- **TASK TO COMPLETE**:
Determine the count of lines containing "SqlType" in the entries below and return only that figure.

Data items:
-- -- --
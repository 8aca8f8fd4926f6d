use std::fmt::Debug;
use std::sync::atomic::{AtomicU64, Ordering};
use std::sync::Arc;

use log::debug;

use crate::core::{OrmError, Result, SqlType, Value};
use crate::jdbc::{JdbcConnection, PreparedStatement};
use crate::sql::{
    ComparisonOperator, Dialect, Expr, FromClause, InsertStatement, ParameterBindings, PredicateBuilder, QuerySpec,
    RenderedStatement, SqlAstRenderer, Statement, TableReference, UpdateStatement, Assignment,
};

/// Database object that hands out raw identifier source values.
pub trait DatabaseStructure: Send + Sync + Debug {
    fn name(&self) -> &str;

    fn initial_value(&self) -> i64;

    /// Step between two consecutive source values.
    fn increment_size(&self) -> i64;

    /// Fetch the next source value over `connection`.
    fn next_value(&self, connection: &mut dyn JdbcConnection) -> Result<i64>;

    fn times_accessed(&self) -> u64;

    fn is_physical_sequence(&self) -> bool;
}

/// Native database sequence.
#[derive(Debug)]
pub struct SequenceStructure {
    name: String,
    initial_value: i64,
    increment_size: i64,
    select: Arc<RenderedStatement>,
    accessed: AtomicU64,
}

impl SequenceStructure {
    pub fn new(dialect: &dyn Dialect, name: &str, initial_value: i64, increment_size: i64) -> Result<Self> {
        if !dialect.supports_sequences() {
            return Err(OrmError::Mapping(format!(
                "Dialect {} does not support sequences (sequence {})",
                dialect.name(),
                name
            )));
        }
        let mut spec = QuerySpec::default();
        spec.add_selection(
            Expr::NextValue {
                sequence: name.to_string(),
            },
            None,
            SqlType::Integer,
        );
        let select = SqlAstRenderer::render(&Statement::Select(spec), dialect)?;
        Ok(Self {
            name: name.to_string(),
            initial_value,
            increment_size,
            select: Arc::new(select),
            accessed: AtomicU64::new(0),
        })
    }
}

impl DatabaseStructure for SequenceStructure {
    fn name(&self) -> &str {
        &self.name
    }

    fn initial_value(&self) -> i64 {
        self.initial_value
    }

    fn increment_size(&self) -> i64 {
        self.increment_size
    }

    fn next_value(&self, connection: &mut dyn JdbcConnection) -> Result<i64> {
        let statement = PreparedStatement::prepare(self.select.clone(), ParameterBindings::new(), None)?;
        let mut cursor = connection.execute_query(&statement)?;
        if !cursor.next_row()? {
            return Err(OrmError::Jdbc(format!("Sequence {} returned no value", self.name)));
        }
        let value = cursor
            .get(0, SqlType::Integer)?
            .as_i64()
            .ok_or_else(|| OrmError::Jdbc(format!("Sequence {} returned null", self.name)))?;
        self.accessed.fetch_add(1, Ordering::Relaxed);
        debug!("sequence {} value obtained: {}", self.name, value);
        Ok(value)
    }

    fn times_accessed(&self) -> u64 {
        self.accessed.load(Ordering::Relaxed)
    }

    fn is_physical_sequence(&self) -> bool {
        true
    }
}

/// One row of a generator table, advanced with optimistic updates.
#[derive(Debug)]
pub struct TableStructure {
    table: String,
    segment_value: String,
    initial_value: i64,
    increment_size: i64,
    select: Arc<RenderedStatement>,
    update: Arc<RenderedStatement>,
    insert: Arc<RenderedStatement>,
    accessed: AtomicU64,
}

/// Retries before giving up on a contended generator row
const MAX_UPDATE_ATTEMPTS: usize = 32;

impl TableStructure {
    pub fn new(
        dialect: &dyn Dialect,
        table: &str,
        segment_column: &str,
        segment_value: &str,
        value_column: &str,
        initial_value: i64,
        increment_size: i64,
    ) -> Result<Self> {
        let alias = "tbl";
        let mut spec = QuerySpec::new(FromClause::new(TableReference::new(table, alias)));
        spec.add_selection(Expr::column(Some(alias), value_column), None, SqlType::Integer);
        spec.restrict(Expr::eq(
            Expr::column(Some(alias), segment_column),
            Expr::positional(0, SqlType::Text),
        ));
        spec.for_update = true;
        let select = SqlAstRenderer::render(&Statement::Select(spec), dialect)?;

        let mut predicate = PredicateBuilder::conjunction();
        predicate.add(Expr::compare(
            Expr::column(None, value_column),
            ComparisonOperator::Equal,
            Expr::positional(1, SqlType::Integer),
        ));
        predicate.add(Expr::eq(Expr::column(None, segment_column), Expr::positional(2, SqlType::Text)));
        let (selection, _) = predicate.build();
        let update = SqlAstRenderer::render(
            &Statement::Update(UpdateStatement {
                table: table.to_string(),
                assignments: vec![Assignment {
                    column: value_column.to_string(),
                    value: Expr::positional(0, SqlType::Integer),
                }],
                selection,
            }),
            dialect,
        )?;

        let insert = SqlAstRenderer::render(
            &Statement::Insert(InsertStatement {
                table: table.to_string(),
                columns: vec![segment_column.to_string(), value_column.to_string()],
                values: vec![Expr::positional(0, SqlType::Text), Expr::positional(1, SqlType::Integer)],
            }),
            dialect,
        )?;

        Ok(Self {
            table: table.to_string(),
            segment_value: segment_value.to_string(),
            initial_value,
            increment_size,
            select: Arc::new(select),
            update: Arc::new(update),
            insert: Arc::new(insert),
            accessed: AtomicU64::new(0),
        })
    }

    fn read_current(&self, connection: &mut dyn JdbcConnection) -> Result<Option<i64>> {
        let bindings = ParameterBindings::from_positional(vec![Value::Text(self.segment_value.clone())]);
        let statement = PreparedStatement::prepare(self.select.clone(), bindings, None)?;
        let mut cursor = connection.execute_query(&statement)?;
        if !cursor.next_row()? {
            return Ok(None);
        }
        Ok(cursor.get(0, SqlType::Integer)?.as_i64())
    }
}

impl DatabaseStructure for TableStructure {
    fn name(&self) -> &str {
        &self.table
    }

    fn initial_value(&self) -> i64 {
        self.initial_value
    }

    fn increment_size(&self) -> i64 {
        self.increment_size
    }

    fn next_value(&self, connection: &mut dyn JdbcConnection) -> Result<i64> {
        for _ in 0..MAX_UPDATE_ATTEMPTS {
            let Some(current) = self.read_current(connection)? else {
                let bindings = ParameterBindings::from_positional(vec![
                    Value::Text(self.segment_value.clone()),
                    Value::Integer(self.initial_value),
                ]);
                connection.execute_update(&PreparedStatement::prepare(self.insert.clone(), bindings, None)?)?;
                debug!(
                    "initialized generator row {}/{} at {}",
                    self.table, self.segment_value, self.initial_value
                );
                continue;
            };

            let bindings = ParameterBindings::from_positional(vec![
                Value::Integer(current + self.increment_size),
                Value::Integer(current),
                Value::Text(self.segment_value.clone()),
            ]);
            let updated =
                connection.execute_update(&PreparedStatement::prepare(self.update.clone(), bindings, None)?)?;
            if updated == 1 {
                self.accessed.fetch_add(1, Ordering::Relaxed);
                return Ok(current);
            }
            debug!("generator row {}/{} changed concurrently, retrying", self.table, self.segment_value);
        }
        Err(OrmError::Jdbc(format!(
            "Could not advance generator row {}/{}",
            self.table, self.segment_value
        )))
    }

    fn times_accessed(&self) -> u64 {
        self.accessed.load(Ordering::Relaxed)
    }

    fn is_physical_sequence(&self) -> bool {
        false
    }
}

#[cfg(test)]
mod tests {
    use super::*;
    use crate::jdbc::MemoryDatabase;
    use crate::sql::AnsiDialect;

    #[test]
    fn test_sequence_structure() {
        let db = MemoryDatabase::new();
        db.create_sequence("order_seq", 1, 20).unwrap();
        let structure = SequenceStructure::new(&AnsiDialect, "order_seq", 1, 20).unwrap();
        let mut conn = db.connect();
        assert_eq!(structure.next_value(&mut conn).unwrap(), 1);
        assert_eq!(structure.next_value(&mut conn).unwrap(), 21);
        assert_eq!(structure.times_accessed(), 2);
        assert_eq!(db.statements().unwrap()[0], "select next value for order_seq");
    }

    #[test]
    fn test_table_structure_initializes_and_advances() {
        let db = MemoryDatabase::new();
        db.create_table("id_gen", &["sequence_name", "next_val"]).unwrap();
        let structure = TableStructure::new(&AnsiDialect, "id_gen", "sequence_name", "orders", "next_val", 1, 10).unwrap();
        let mut conn = db.connect();
        assert_eq!(structure.next_value(&mut conn).unwrap(), 1);
        assert_eq!(structure.next_value(&mut conn).unwrap(), 11);
        assert_eq!(
            db.rows("id_gen").unwrap(),
            vec![vec![Value::Text("orders".into()), Value::Integer(21)]]
        );
    }

    #[test]
    fn test_mysql_has_no_sequences() {
        let err = SequenceStructure::new(&crate::sql::MySqlDialect, "s", 1, 1).unwrap_err();
        assert!(err.is_configuration());
    }
}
-- -- --
- **ANSWER BOX**:
10